Sunday, January 5, 2020: 10:30 AM
Murray Hill West (New York Hilton)
Although often mentioned in Mughal era chronicles and documentary and visual sources, scholarship to date on eunuchs in this period has focused almost entirely on their roles in relationship to the Imperial harem. Drawing on the rich work done on eunuchs in both the Byzantine and Islamicate context, this paper will examine how eunuchs figured in relation to male spaces during the high Mughal period from 1556 to 1707. I will be exploring the particular positions of physical proximity to elite men that eunuchs occupied and, consequently, the significant roles played by such eunuchs in elite social interactions. To this end, I will map out the inner spaces of the palace or camp, as well as the court, to examine how access, intimacy, and power were spatialized. Within this context, the deployment of eunuchs takes on an important role as marking and maintaining that hierarchized order.
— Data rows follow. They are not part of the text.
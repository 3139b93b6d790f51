//! Removal of local files no epoch can see any more.
//!
//! After a roll, manifests of superseded epochs and data files written under
//! an epoch that does not own their number are invisible to the engine.
//! Only epochs recorded in this database's history are considered; files
//! carrying an unknown epoch may belong to another writer and are kept.

use tracing::{debug, info};

use crate::error::CloudResult;
use crate::filename::{parse_file_name, DbFileKind};
use crate::session::CloudSession;

/// Deletes invisible local files and returns how many were removed.
pub fn delete_invisible_files(session: &CloudSession) -> CloudResult<usize> {
    let manifest = session.cloud_manifest()?;
    let current = manifest.current_epoch();
    let env = session.env();
    let dir = session.local_dir();

    let mut deleted = 0;
    for entry in env.list_dir(dir)? {
        let invisible = match parse_file_name(&entry.name) {
            DbFileKind::Manifest { epoch } => {
                !epoch.is_empty() && epoch != current && manifest.contains_epoch(&epoch)
            }
            DbFileKind::Data { number, epoch } => {
                !epoch.is_empty()
                    && manifest.contains_epoch(&epoch)
                    && manifest.epoch_for_file(number) != epoch
            }
            _ => false,
        };
        if !invisible {
            continue;
        }
        let path = dir.join(&entry.name);
        match env.delete_file(&path) {
            Ok(()) => {
                debug!(path = ?path, "deleted invisible file");
                deleted += 1;
            }
            Err(e) if e.is_not_found() => {}
            Err(e) => return Err(e),
        }
    }

    if deleted > 0 {
        info!(dir = ?dir, deleted, epoch = %current, "removed invisible local files");
    }
    Ok(deleted)
}

#[cfg(test)]
mod tests {
    use std::sync::Arc;

    use super::*;
    use crate::cloud_manifest::CloudManifest;
    use crate::config::CloudEnvOptions;
    use crate::epoch::EpochId;
    use crate::local_env::LocalEnv;
    use crate::object_store::MockObjectStore;
    use crate::registry::ObjectRegistry;

    #[test]
    fn test_deletes_only_superseded_files() {
        let dir = tempfile::tempdir().unwrap();
        let env = LocalEnv::new();
        let store = Arc::new(MockObjectStore::new());
        let registry = Arc::new(ObjectRegistry::new(store.clone()));
        let mut session = CloudSession::new(CloudEnvOptions::default(), dir.path(), store, registry);

        let mut manifest = CloudManifest::new_empty();
        manifest
            .add_epoch(5, EpochId::from_raw("aaaaaaaaaaaaaaaa"))
            .unwrap();
        manifest
            .add_epoch(10, EpochId::from_raw("bbbbbbbbbbbbbbbb"))
            .unwrap();
        session.set_cloud_manifest(manifest);

        let files = [
            "MANIFEST-aaaaaaaaaaaaaaaa",  // superseded
            "MANIFEST-bbbbbbbbbbbbbbbb",  // current
            "MANIFEST-cccccccccccccccc",  // unknown writer
            "000006.sst-aaaaaaaaaaaaaaaa", // visible
            "000011.sst-aaaaaaaaaaaaaaaa", // written after the roll by the old epoch
            "000011.sst-bbbbbbbbbbbbbbbb", // visible
            "000012.sst-cccccccccccccccc", // unknown writer
            "000003.sst",
            "IDENTITY",
            "LOG",
        ];
        for name in files {
            env.write_file(&dir.path().join(name), b"x").unwrap();
        }

        assert_eq!(delete_invisible_files(&session).unwrap(), 2);
        assert!(!dir.path().join("MANIFEST-aaaaaaaaaaaaaaaa").exists());
        assert!(!dir.path().join("000011.sst-aaaaaaaaaaaaaaaa").exists());
        for name in files
            .iter()
            .filter(|n| **n != "MANIFEST-aaaaaaaaaaaaaaaa" && **n != "000011.sst-aaaaaaaaaaaaaaaa")
        {
            assert!(dir.path().join(name).exists(), "{} was removed", name);
        }

        assert_eq!(delete_invisible_files(&session).unwrap(), 0);
    }

    #[test]
    fn test_requires_manifest() {
        let dir = tempfile::tempdir().unwrap();
        let store = Arc::new(MockObjectStore::new());
        let registry = Arc::new(ObjectRegistry::new(store.clone()));
        let session = CloudSession::new(CloudEnvOptions::default(), dir.path(), store, registry);
        assert!(delete_invisible_files(&session).is_err());
    }
}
Such roles, however, also led to eunuchs emerging as central figures in negotiating relations and indeed conflicts between elite men, which in turn resulted in sources for the period reflecting this tension and contention in their representation of eunuchs. This paper will navigate the complex archival traces of eunuch roles in relation to male spaces and the various powers operating within them, through considering the depiction of eunuchs in a range of contexts, from shadowing the emperor in paintings of court scenes to standing guard outside the emperor’s tent to massaging the feet of a prince as he drifts off to sleep. In doing so, the important part played not only by elite, high-status eunuchs, but furthermore by low-status eunuchs, will become clear.